By Curt Hopkins, Managing Editor, Hewlett Packard Labs

In addition to Spark for the Machine, Secure Containers, and NVM-DIMMs, let’s add The Machine Architectural Simulator (TMAS) to the list of technologies that have derived from, or contributed to, The Machine.

TMAS is software that was created to enable engineers to develop code for The Machine at a time when the hardware was not yet a reality and which has since become a state-of-the-art simulator for developers across the board.

It was developed in 2014, in a partnership between HPE Servers and Hewlett Packard Labs by a team of engineers including Alex Jizrawi, Master Technologist, Mission Critical Solutions, and Ryan Menhusen, Senior Simulator Engineer, Mission Critical Solutions.

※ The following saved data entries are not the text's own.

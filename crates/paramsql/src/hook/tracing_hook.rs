use super::truncate_sql_bytes;
use super::types::{BuildContext, BuildHook};
use tracing::Level;

/// A `tracing`-based hook that emits every built statement.
///
/// Events go to target `paramsql.sql` with the action, parameter count and SQL as fields.
/// With `include_params` the bind values are attached as a debug field too.
///
/// Enable via the crate feature: `paramsql = { features = ["tracing"] }` (on by default).
#[derive(Debug, Clone)]
pub struct TracingHook {
    /// Tracing event level to emit at.
    pub level: Level,
    /// Truncate long SQL strings (in bytes). `None` means no truncation.
    pub max_sql_length: Option<usize>,
    /// Attach bind values to the event.
    pub include_params: bool,
}

impl Default for TracingHook {
    fn default() -> Self {
        Self {
            level: Level::DEBUG,
            max_sql_length: Some(200),
            include_params: false,
        }
    }
}

impl TracingHook {
    /// Create a new hook with defaults.
    pub fn new() -> Self {
        Self::default()
    }

    /// Override the tracing event level.
    pub fn level(mut self, level: Level) -> Self {
        self.level = level;
        self
    }

    /// Set maximum SQL length to display.
    pub fn max_sql_length(mut self, len: usize) -> Self {
        self.max_sql_length = Some(len);
        self
    }

    /// Disable SQL truncation.
    pub fn no_truncate(mut self) -> Self {
        self.max_sql_length = None;
        self
    }

    /// Attach bind values to each event. Off by default since values may be sensitive.
    pub fn with_params(mut self) -> Self {
        self.include_params = true;
        self
    }

    fn truncate_sql(&self, sql: &str) -> String {
        match self.max_sql_length {
            Some(max) if sql.len() > max => format!("{}...", truncate_sql_bytes(sql, max)),
            _ => sql.to_string(),
        }
    }
}

impl BuildHook for TracingHook {
    fn on_build(&self, ctx: &BuildContext<'_>) {
        /// Dispatch a tracing event at a runtime-determined level.
        macro_rules! emit_at_level {
            ($level:expr, $($field:tt)*) => {
                match $level {
                    Level::ERROR => tracing::error!($($field)*),
                    Level::WARN  => tracing::warn!($($field)*),
                    Level::INFO  => tracing::info!($($field)*),
                    Level::DEBUG => tracing::debug!($($field)*),
                    Level::TRACE => tracing::trace!($($field)*),
                }
            };
        }

        let sql = self.truncate_sql(&ctx.output.sql);
        let action = ctx.action.as_str();
        if self.include_params {
            emit_at_level!(
                self.level,
                target: "paramsql.sql",
                action,
                table = %ctx.input.table,
                param_count = ctx.param_count(),
                sql = %sql,
                params = ?ctx.output.params,
            );
        } else {
            emit_at_level!(
                self.level,
                target: "paramsql.sql",
                action,
                table = %ctx.input.table,
                param_count = ctx.param_count(),
                sql = %sql,
            );
        }
    }
}
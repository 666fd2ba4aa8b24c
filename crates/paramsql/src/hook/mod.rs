//! Build hooks: an injected diagnostics sink for the statement builder.
//!
//! A [`QueryBuilder`](crate::QueryBuilder) can carry any number of hooks. After every
//! successful `build` each hook receives a [`BuildContext`] with the action, a snapshot of
//! the clause state and the compiled statement. Hooks observe only; a builder without
//! hooks behaves identically.
//!
//! # Example
//!
//! ```
//! use paramsql::QueryBuilder;
//! use paramsql::hook::{RecordingHook, StatsHook};
//! use std::sync::Arc;
//!
//! let stats = Arc::new(StatsHook::new());
//! let log = Arc::new(RecordingHook::new());
//!
//! let mut qb = QueryBuilder::table("users");
//! qb.with_hook(stats.clone()).with_hook(log.clone());
//! qb.and_where([("status", "active")]);
//! qb.build()?;
//!
//! assert_eq!(stats.stats().select_queries, 1);
//! assert_eq!(log.entries()[0].output.sql, "SELECT * FROM users WHERE status = ?");
//! # Ok::<(), paramsql::Error>(())
//! ```

mod hooks;
mod types;

#[cfg(feature = "tracing")]
mod tracing_hook;

#[cfg(test)]
mod tests;

pub use hooks::{BuildRecord, BuildStats, CompositeHook, NoopHook, RecordingHook, StatsHook};
pub use types::{BuildContext, BuildHook, ClauseSnapshot};

#[cfg(feature = "tracing")]
pub use tracing_hook::TracingHook;

#[cfg(feature = "tracing")]
pub(crate) fn truncate_sql_bytes(sql: &str, max_bytes: usize) -> &str {
    if sql.len() <= max_bytes {
        return sql;
    }
    let mut end = max_bytes;
    while end > 0 && !sql.is_char_boundary(end) {
        end -= 1;
    }
    &sql[..end]
}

Among the key Machine developments enabled by TMAS, were the operating system, low level firmware, Large Scale Graph Inference, and the manageability software stack that powers the Loom management system.

“Simulators have been integral to the development of mission critical servers such as HPE SuperDome X for over a dozen years,” said Jizrawi. “With previous simulators as a starting point, TMAS was redesigned to meet the unique performance and resource needs of The Machine architecture.”

The whole megillah

Specifically, TMAS was designed to simulate the entire platform, a key difference between TMAS and most simulators, which are typically designed for a single CPU. Labs researchers’ need to design software and systems for hardware that did not yet exist produced a simulator with a ground-breaking depth and breadth of function.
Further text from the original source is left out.